[Data excerpts — start]

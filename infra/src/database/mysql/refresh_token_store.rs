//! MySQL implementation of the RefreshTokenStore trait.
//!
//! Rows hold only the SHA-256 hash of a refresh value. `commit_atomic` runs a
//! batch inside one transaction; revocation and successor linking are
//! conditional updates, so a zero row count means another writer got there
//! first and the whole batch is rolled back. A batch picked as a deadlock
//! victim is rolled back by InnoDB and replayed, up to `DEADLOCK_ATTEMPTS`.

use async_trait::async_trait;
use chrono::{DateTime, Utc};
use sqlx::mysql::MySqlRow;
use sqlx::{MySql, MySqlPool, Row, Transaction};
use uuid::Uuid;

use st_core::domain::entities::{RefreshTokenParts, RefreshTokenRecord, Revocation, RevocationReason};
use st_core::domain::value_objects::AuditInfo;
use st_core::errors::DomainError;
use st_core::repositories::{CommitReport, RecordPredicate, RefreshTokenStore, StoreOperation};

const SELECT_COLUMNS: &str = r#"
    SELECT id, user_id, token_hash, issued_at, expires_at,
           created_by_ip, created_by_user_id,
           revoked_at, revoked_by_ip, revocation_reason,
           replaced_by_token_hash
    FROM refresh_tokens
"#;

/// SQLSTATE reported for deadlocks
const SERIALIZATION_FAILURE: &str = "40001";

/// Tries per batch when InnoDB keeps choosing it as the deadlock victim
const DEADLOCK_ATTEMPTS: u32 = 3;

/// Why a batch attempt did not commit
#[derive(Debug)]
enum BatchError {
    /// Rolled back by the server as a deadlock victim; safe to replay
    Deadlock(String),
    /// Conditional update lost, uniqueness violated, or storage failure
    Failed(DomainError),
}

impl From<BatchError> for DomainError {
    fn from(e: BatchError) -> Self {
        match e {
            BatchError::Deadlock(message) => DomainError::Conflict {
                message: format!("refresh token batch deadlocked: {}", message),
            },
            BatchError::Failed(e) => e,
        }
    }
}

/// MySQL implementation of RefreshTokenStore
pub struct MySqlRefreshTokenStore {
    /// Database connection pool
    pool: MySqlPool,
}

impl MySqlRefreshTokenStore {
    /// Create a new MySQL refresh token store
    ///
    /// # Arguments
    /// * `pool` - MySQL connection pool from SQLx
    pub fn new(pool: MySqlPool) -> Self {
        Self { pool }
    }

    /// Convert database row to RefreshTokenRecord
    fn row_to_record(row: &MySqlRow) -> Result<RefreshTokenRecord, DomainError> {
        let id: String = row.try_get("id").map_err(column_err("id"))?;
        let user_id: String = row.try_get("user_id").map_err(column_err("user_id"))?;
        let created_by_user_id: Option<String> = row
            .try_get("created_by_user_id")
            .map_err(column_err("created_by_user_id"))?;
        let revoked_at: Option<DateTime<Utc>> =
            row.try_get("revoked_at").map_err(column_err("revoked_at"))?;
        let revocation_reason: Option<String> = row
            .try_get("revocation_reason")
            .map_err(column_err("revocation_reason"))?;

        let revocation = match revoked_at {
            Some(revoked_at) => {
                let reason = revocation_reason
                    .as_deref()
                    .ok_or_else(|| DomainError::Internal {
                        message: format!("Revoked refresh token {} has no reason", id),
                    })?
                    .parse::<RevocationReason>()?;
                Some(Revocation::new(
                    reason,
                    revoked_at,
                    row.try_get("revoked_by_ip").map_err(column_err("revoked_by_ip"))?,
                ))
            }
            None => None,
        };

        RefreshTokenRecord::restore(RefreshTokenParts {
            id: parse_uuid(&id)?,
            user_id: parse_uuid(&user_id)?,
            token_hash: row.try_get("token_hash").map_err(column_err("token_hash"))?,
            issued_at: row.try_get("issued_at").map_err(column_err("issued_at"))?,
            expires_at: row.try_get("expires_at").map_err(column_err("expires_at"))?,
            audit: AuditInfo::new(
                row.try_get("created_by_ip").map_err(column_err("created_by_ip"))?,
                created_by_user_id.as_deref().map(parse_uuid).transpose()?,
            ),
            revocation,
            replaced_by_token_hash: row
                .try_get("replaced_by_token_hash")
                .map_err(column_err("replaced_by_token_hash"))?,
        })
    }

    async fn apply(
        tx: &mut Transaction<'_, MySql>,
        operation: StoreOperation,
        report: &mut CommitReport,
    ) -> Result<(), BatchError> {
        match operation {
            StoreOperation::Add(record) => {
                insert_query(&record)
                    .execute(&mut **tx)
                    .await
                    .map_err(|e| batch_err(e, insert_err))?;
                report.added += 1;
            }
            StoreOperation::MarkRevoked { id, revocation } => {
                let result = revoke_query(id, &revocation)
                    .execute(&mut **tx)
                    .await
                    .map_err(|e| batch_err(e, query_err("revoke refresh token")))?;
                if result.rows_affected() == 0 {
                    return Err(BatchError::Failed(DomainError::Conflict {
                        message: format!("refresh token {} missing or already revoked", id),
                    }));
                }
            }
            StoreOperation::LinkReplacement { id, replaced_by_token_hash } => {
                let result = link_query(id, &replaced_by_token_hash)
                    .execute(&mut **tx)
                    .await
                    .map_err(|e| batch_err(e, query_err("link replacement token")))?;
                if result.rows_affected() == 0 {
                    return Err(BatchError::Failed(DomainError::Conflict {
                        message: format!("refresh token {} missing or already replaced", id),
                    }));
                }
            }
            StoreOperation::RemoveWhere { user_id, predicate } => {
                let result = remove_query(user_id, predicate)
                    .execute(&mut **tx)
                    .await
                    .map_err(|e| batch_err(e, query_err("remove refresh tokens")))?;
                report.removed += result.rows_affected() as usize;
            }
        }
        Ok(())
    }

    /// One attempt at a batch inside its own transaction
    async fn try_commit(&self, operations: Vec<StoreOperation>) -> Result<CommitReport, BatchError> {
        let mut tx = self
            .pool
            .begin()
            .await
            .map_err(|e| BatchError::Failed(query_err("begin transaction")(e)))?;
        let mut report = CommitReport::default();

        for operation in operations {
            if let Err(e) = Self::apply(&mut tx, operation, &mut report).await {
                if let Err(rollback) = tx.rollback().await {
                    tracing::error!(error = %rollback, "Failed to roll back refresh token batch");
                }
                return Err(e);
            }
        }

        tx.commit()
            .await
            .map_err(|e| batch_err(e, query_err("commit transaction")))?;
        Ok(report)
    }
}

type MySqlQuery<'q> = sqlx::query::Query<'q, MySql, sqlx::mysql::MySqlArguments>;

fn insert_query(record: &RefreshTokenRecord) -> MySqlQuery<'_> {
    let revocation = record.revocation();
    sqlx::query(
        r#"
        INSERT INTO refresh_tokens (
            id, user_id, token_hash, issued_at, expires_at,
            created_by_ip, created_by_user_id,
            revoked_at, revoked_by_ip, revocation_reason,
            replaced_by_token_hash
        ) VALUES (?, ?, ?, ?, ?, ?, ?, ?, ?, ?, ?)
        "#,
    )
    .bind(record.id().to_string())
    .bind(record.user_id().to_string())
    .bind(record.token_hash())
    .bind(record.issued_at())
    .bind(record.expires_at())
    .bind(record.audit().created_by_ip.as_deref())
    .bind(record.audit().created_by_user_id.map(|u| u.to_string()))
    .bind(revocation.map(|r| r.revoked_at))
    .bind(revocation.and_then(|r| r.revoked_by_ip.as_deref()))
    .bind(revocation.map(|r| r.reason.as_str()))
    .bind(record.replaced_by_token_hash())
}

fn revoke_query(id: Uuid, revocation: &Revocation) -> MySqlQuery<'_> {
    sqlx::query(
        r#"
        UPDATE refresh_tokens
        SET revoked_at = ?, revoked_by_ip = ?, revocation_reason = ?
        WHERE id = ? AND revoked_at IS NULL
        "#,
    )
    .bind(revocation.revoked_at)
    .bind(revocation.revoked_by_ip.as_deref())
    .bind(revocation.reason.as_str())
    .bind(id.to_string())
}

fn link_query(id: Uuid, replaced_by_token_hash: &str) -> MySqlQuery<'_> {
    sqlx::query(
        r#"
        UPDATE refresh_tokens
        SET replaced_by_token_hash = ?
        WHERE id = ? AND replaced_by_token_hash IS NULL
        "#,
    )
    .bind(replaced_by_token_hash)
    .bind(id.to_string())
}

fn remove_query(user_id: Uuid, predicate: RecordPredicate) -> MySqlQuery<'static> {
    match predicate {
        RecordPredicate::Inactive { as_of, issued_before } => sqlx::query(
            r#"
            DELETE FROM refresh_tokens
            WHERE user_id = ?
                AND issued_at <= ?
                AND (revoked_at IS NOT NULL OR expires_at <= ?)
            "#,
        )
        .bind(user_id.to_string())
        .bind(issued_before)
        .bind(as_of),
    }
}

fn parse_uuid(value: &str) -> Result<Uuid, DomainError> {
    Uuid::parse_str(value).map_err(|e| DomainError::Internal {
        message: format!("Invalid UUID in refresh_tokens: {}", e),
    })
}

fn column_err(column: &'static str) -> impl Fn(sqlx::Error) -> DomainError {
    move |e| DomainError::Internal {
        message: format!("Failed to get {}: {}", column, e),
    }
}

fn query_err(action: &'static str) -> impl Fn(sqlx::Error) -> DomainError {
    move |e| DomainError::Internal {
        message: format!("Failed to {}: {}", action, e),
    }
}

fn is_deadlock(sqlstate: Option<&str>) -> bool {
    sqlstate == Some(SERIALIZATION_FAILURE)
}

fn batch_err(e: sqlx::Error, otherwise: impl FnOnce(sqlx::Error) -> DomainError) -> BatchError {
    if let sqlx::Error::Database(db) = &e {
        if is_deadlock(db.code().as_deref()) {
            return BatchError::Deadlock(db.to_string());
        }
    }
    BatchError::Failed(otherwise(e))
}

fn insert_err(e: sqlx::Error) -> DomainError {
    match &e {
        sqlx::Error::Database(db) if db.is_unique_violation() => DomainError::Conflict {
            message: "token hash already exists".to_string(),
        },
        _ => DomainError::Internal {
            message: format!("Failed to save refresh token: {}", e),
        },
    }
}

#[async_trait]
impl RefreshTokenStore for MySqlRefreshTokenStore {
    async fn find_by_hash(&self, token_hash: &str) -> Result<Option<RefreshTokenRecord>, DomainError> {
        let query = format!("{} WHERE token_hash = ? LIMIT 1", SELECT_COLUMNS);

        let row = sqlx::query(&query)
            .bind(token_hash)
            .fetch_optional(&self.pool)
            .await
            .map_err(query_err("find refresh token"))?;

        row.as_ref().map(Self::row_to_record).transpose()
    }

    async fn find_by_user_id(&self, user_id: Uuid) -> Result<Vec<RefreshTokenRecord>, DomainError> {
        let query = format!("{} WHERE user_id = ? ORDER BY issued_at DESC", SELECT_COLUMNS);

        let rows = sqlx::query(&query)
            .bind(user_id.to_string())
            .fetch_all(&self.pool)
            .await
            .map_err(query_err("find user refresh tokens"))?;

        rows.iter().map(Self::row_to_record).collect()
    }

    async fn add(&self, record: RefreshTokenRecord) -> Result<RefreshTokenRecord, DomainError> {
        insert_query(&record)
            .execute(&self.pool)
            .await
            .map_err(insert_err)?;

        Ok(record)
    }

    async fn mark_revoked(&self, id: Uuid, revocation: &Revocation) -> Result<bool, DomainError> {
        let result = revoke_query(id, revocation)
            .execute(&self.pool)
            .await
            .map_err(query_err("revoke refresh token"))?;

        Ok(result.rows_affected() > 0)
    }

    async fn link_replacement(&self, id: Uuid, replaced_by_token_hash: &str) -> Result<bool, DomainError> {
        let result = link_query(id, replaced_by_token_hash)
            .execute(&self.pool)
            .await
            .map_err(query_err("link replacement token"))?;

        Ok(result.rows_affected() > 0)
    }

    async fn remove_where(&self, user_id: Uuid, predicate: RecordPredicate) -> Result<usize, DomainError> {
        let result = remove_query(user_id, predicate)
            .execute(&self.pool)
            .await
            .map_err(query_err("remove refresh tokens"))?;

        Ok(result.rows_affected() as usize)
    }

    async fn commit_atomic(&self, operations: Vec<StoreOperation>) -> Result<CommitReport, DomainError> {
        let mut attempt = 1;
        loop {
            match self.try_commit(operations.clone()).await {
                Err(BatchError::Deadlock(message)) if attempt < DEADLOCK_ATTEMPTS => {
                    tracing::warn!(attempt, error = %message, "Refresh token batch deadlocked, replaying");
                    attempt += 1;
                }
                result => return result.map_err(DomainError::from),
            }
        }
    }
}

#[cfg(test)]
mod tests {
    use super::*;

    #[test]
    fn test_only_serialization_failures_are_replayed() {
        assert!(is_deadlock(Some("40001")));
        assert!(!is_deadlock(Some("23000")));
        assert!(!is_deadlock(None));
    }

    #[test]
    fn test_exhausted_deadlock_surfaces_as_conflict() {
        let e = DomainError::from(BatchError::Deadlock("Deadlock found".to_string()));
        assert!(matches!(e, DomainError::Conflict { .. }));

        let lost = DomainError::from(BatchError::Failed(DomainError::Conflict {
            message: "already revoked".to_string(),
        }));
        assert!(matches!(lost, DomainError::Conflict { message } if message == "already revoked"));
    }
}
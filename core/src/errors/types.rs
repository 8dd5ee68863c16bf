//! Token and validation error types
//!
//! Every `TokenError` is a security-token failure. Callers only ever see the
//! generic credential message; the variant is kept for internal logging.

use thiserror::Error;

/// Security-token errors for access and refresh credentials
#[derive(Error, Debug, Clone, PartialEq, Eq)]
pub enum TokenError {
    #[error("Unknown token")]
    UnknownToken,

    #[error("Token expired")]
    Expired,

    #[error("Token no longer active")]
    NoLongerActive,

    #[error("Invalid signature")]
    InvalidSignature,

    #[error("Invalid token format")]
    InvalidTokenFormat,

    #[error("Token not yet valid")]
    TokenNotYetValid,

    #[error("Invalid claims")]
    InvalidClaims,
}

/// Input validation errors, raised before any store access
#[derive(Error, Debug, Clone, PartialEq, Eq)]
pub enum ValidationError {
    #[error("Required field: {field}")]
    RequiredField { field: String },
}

[Data excerpts — finish]

Exercise aim: Look above for the line holding "use async_trait::async_trait;" and the line holding "fn row_to_record(row: &MySqlRow)". Retype both, and every line between them, word for word and nothing else.

Expected output:
use async_trait::async_trait;
use chrono::{DateTime, Utc};
use sqlx::mysql::MySqlRow;
use sqlx::{MySql, MySqlPool, Row, Transaction};
use uuid::Uuid;

use st_core::domain::entities::{RefreshTokenParts, RefreshTokenRecord, Revocation, RevocationReason};
use st_core::domain::value_objects::AuditInfo;
use st_core::errors::DomainError;
use st_core::repositories::{CommitReport, RecordPredicate, RefreshTokenStore, StoreOperation};

const SELECT_COLUMNS: &str = r#"
    SELECT id, user_id, token_hash, issued_at, expires_at,
           created_by_ip, created_by_user_id,
           revoked_at, revoked_by_ip, revocation_reason,
           replaced_by_token_hash
    FROM refresh_tokens
"#;

/// SQLSTATE reported for deadlocks
const SERIALIZATION_FAILURE: &str = "40001";

/// Tries per batch when InnoDB keeps choosing it as the deadlock victim
const DEADLOCK_ATTEMPTS: u32 = 3;

/// Why a batch attempt did not commit
#[derive(Debug)]
enum BatchError {
    /// Rolled back by the server as a deadlock victim; safe to replay
    Deadlock(String),
    /// Conditional update lost, uniqueness violated, or storage failure
    Failed(DomainError),
}

impl From<BatchError> for DomainError {
    fn from(e: BatchError) -> Self {
        match e {
            BatchError::Deadlock(message) => DomainError::Conflict {
                message: format!("refresh token batch deadlocked: {}", message),
            },
            BatchError::Failed(e) => e,
        }
    }
}

/// MySQL implementation of RefreshTokenStore
pub struct MySqlRefreshTokenStore {
    /// Database connection pool
    pool: MySqlPool,
}

impl MySqlRefreshTokenStore {
    /// Create a new MySQL refresh token store
    ///
    /// # Arguments
    /// * `pool` - MySQL connection pool from SQLx
    pub fn new(pool: MySqlPool) -> Self {
        Self { pool }
    }

    /// Convert database row to RefreshTokenRecord
    fn row_to_record(row: &MySqlRow) -> Result<RefreshTokenRecord, DomainError> {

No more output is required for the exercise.